Olomouc's Main Town Square

Olomouc's Main Town Square

We lunched in the food fair, noticing a distinct lack of Czech foods, and opted for Japanese and gyros; it was about half the price of Mayfair Mall offerings. When we returned to the main square, the girls elected to walk home for a break while Ben and I remained determined to use those tourist cards. They had advertised tours of the main square so we popped over to sign up. It turns out they were only being offered in Czech and while we had learned some of the language from our Czech golf friend, ‘slice,’ ‘fore,’ and ‘putter’ weren’t going to serve us too well. As an alternative, the cards allowed us to get English audio guides so we listened to, or rather, endured Mr. Monotony list date upon date as we did our own self tour of the various statues and buildings nearby. The square is actually a very nice place, and its atmosphere is right up there with other European squares only it is much less busy. There are many unique fountains, and numerous church spires peek out from behind the rows of colourful facades. The highlight for me was to see the Holy Trinity Column, a Baroque monument created to celebrate faith and to show gratitude for the ending of the plague.

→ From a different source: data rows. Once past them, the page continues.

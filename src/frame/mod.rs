// SPDX-FileCopyrightText: Copyright (c) 2017-2025 slowtec GmbH <post@slowtec.de>
// SPDX-License-Identifier: MIT OR Apache-2.0

pub mod tcp;

use std::fmt::{self, Display};

use crate::bytes::Bytes;

/// A Modbus function code.
///
/// Only the register functions repeated onto the field link are modelled
/// explicitly, everything else is carried as [`FunctionCode::Custom`].
#[derive(Debug, Clone, Copy, PartialEq, Eq, Hash)]
pub enum FunctionCode {
    /// 03 (0x03) Read Holding Registers
    ReadHoldingRegisters,

    /// 04 (0x04) Read Input Registers
    ReadInputRegisters,

    /// 16 (0x10) Write Multiple Registers
    WriteMultipleRegisters,

    /// Any other function code.
    Custom(u8),
}

impl FunctionCode {
    /// Create a new [`FunctionCode`] with `value`.
    #[must_use]
    pub const fn new(value: u8) -> Self {
        match value {
            0x03 => Self::ReadHoldingRegisters,
            0x04 => Self::ReadInputRegisters,
            0x10 => Self::WriteMultipleRegisters,
            code => Self::Custom(code),
        }
    }

    /// Gets the [`u8`] value of the current [`FunctionCode`].
    #[must_use]
    pub const fn value(self) -> u8 {
        match self {
            Self::ReadHoldingRegisters => 0x03,
            Self::ReadInputRegisters => 0x04,
            Self::WriteMultipleRegisters => 0x10,
            Self::Custom(code) => code,
        }
    }
}

impl Display for FunctionCode {
    fn fmt(&self, f: &mut fmt::Formatter<'_>) -> fmt::Result {
        self.value().fmt(f)
    }
}

/// A Modbus protocol address is represented by 16 bit from `0` to `65535`.
///
/// This *protocol address* uses 0-based indexing, while the *register address*
/// entered by users is often 1-based.
pub type Address = u16;

/// Number of items to process.
pub type Quantity = u16;

/// A single byte for addressing a field device behind the repeater.
pub type UnitId = u8;

/// The two readable register tables.
#[derive(Debug, Clone, Copy, PartialEq, Eq, Hash)]
pub enum RegisterKind {
    Holding,
    Input,
}

impl RegisterKind {
    #[must_use]
    pub const fn function_code(self) -> FunctionCode {
        match self {
            Self::Holding => FunctionCode::ReadHoldingRegisters,
            Self::Input => FunctionCode::ReadInputRegisters,
        }
    }
}

/// A request represents a message from a TCP client to the repeater.
///
/// Register data is kept in its raw big-endian wire layout, because the
/// repeater forwards it without interpreting individual words.
#[derive(Debug, Clone, PartialEq, Eq)]
pub enum Request {
    /// A request to read multiple holding registers.
    /// The first parameter is the address of the first holding register to read.
    /// The second parameter is the number of holding registers to read.
    ReadHoldingRegisters(Address, Quantity),

    /// A request to read multiple input registers.
    /// The first parameter is the address of the first input register to read.
    /// The second parameter is the number of input registers to read.
    ReadInputRegisters(Address, Quantity),

    /// A request to write multiple registers.
    /// The first parameter is the address of the first register to write.
    /// The second parameter is the number of registers to write.
    /// The third parameter is the raw register data (`2 * quantity` bytes).
    WriteMultipleRegisters(Address, Quantity, Bytes),
}

impl Request {
    /// Get the [`FunctionCode`] of the [`Request`].
    #[must_use]
    pub const fn function_code(&self) -> FunctionCode {
        match self {
            Self::ReadHoldingRegisters(_, _) => FunctionCode::ReadHoldingRegisters,
            Self::ReadInputRegisters(_, _) => FunctionCode::ReadInputRegisters,
            Self::WriteMultipleRegisters(_, _, _) => FunctionCode::WriteMultipleRegisters,
        }
    }
}

/// A [`Request`] addressed to a single unit on the shared link.
#[derive(Debug, Clone, PartialEq, Eq)]
pub struct UnitRequest {
    pub unit: UnitId,
    pub request: Request,
}

/// The response to a [`Request`], sent back to the TCP client.
#[derive(Debug, Clone, PartialEq, Eq)]
pub enum Response {
    /// Raw register data of a holding register read.
    ReadHoldingRegisters(Bytes),

    /// Raw register data of an input register read.
    ReadInputRegisters(Bytes),

    /// Acknowledgement of a register write.
    ///
    /// `address` and `quantity` are what the backend reports as written,
    /// `requested` is the quantity of the originating request. The latter
    /// only determines the announced MBAP length of the reply.
    WriteMultipleRegisters {
        address: Address,
        quantity: Quantity,
        requested: Quantity,
    },
}

impl Response {
    /// Get the [`FunctionCode`] of the [`Response`].
    #[must_use]
    pub const fn function_code(&self) -> FunctionCode {
        match self {
            Self::ReadHoldingRegisters(_) => FunctionCode::ReadHoldingRegisters,
            Self::ReadInputRegisters(_) => FunctionCode::ReadInputRegisters,
            Self::WriteMultipleRegisters { .. } => FunctionCode::WriteMultipleRegisters,
        }
    }
}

Since we wanted a view, we managed to get on a tour to go up the tower of the town hall. The tour guide was a young university student who said she would attempt to throw in some English along the way for us. The tower afforded us wonderful views of the city, and once the rest of the Czech tour had exited the top landing, she gave us our own private 360 degree tour of the landmarks. When she saw we expressed interest in the history of various buildings, she walked us through a few of the rooms in the town hall too. She seemed eager to talk of her town and confessed that while she had originally been studying biology and chemistry and never liked history, she was now much more interested in the subject; and, amazingly, if we got it right, she was switching her major to Dutch theology and planned to study in Holland. We spent an enjoyable 45 minutes with her and told her how much we appreciated her private tour.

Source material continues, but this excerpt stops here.